TRY IT ▸
Across the listing below, how many lines contain "secret"? Answer with the number and nothing else.
Content starts
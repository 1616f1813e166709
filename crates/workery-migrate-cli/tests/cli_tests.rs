//! CLI integration tests for workery-migrate.
//!
//! These tests verify command-line argument parsing, help output,
//! and exit codes for configuration errors.

use assert_cmd::Command;
use predicates::prelude::*;

/// Get a command for the workery-migrate binary with a clean environment.
fn cmd() -> Command {
    let mut cmd = Command::cargo_bin("workery-migrate").unwrap();
    cmd.env_clear();
    cmd
}

/// Every variable the legacy and document store connections need.
fn with_required_env(cmd: &mut Command) -> &mut Command {
    cmd.env("WORKERY_MIGRATE_POSTGRES_HOST", "localhost")
        .env("WORKERY_MIGRATE_POSTGRES_PORT", "5432")
        .env("WORKERY_MIGRATE_POSTGRES_DATABASE_NAME", "workery")
        .env("WORKERY_MIGRATE_POSTGRES_USER", "workery")
        .env("WORKERY_MIGRATE_POSTGRES_PASSWORD", "secret")
        .env("WORKERY_MIGRATE_POSTGRES_PUBLIC_SCHEMA_NAME", "public")
        .env("WORKERY_MIGRATE_POSTGRES_LONDON_SCHEMA_NAME", "london")
        .env("WORKERY_MIGRATE_MONGODB_URI", "mongodb://localhost:27017")
        .env("WORKERY_MIGRATE_MONGODB_DATABASE_NAME", "workery")
}

// =============================================================================
// Help and Version Tests
// =============================================================================

#[test]
fn test_help_shows_snake_case_commands() {
    cmd()
        .arg("--help")
        .assert()
        .success()
        .stdout(predicate::str::contains("import_tenant"))
        .stdout(predicate::str::contains("import_associate_insurance_requirement"))
        .stdout(predicate::str::contains("import_attachment_download_to_tmp_dir"))
        .stdout(predicate::str::contains("hotfix05"))
        .stdout(predicate::str::contains("change_password"));
}

#[test]
fn test_help_shows_global_flags() {
    cmd()
        .arg("--help")
        .assert()
        .success()
        .stdout(predicate::str::contains("--output-json"))
        .stdout(predicate::str::contains("--log-format"))
        .stdout(predicate::str::contains("--verbosity"));
}

#[test]
fn test_change_password_help() {
    cmd()
        .args(["change_password", "--help"])
        .assert()
        .success()
        .stdout(predicate::str::contains("--email"))
        .stdout(predicate::str::contains("--password"));
}

#[test]
fn test_version_flag() {
    cmd()
        .arg("--version")
        .assert()
        .success()
        .stdout(predicate::str::contains("workery-migrate"));
}

// =============================================================================
// Argument Errors
// =============================================================================

#[test]
fn test_unknown_subcommand() {
    cmd().arg("import_everything").assert().failure();
}

#[test]
fn test_kebab_case_is_rejected() {
    cmd().arg("import-tenant").assert().failure();
}

#[test]
fn test_change_password_without_email() {
    cmd()
        .args(["change_password", "--password", "secret"])
        .assert()
        .failure()
        .stderr(predicate::str::contains("--email"));
}

// =============================================================================
// Configuration Errors
// =============================================================================

#[test]
fn test_missing_env_exits_with_config_code() {
    cmd()
        .arg("import_tenant")
        .assert()
        .code(2)
        .stderr(predicate::str::contains("WORKERY_MIGRATE_POSTGRES"));
}

#[test]
fn test_missing_mongodb_uri_is_named() {
    with_required_env(&mut cmd())
        .env_remove("WORKERY_MIGRATE_MONGODB_URI")
        .arg("hotfix02")
        .assert()
        .code(2)
        .stderr(predicate::str::contains("WORKERY_MIGRATE_MONGODB_URI"));
}

#[test]
fn test_invalid_port_exits_with_config_code() {
    with_required_env(&mut cmd())
        .env("WORKERY_MIGRATE_POSTGRES_PORT", "not-a-port")
        .arg("import_customer")
        .assert()
        .code(2)
        .stderr(predicate::str::contains("POSTGRES_PORT"));
}

#[test]
fn test_password_not_echoed_on_error() {
    with_required_env(&mut cmd())
        .env("WORKERY_MIGRATE_POSTGRES_PORT", "99999")
        .arg("import_tenant")
        .assert()
        .code(2)
        .stderr(predicate::str::contains("secret").not());
}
Content ends
RESPONSE ▸
3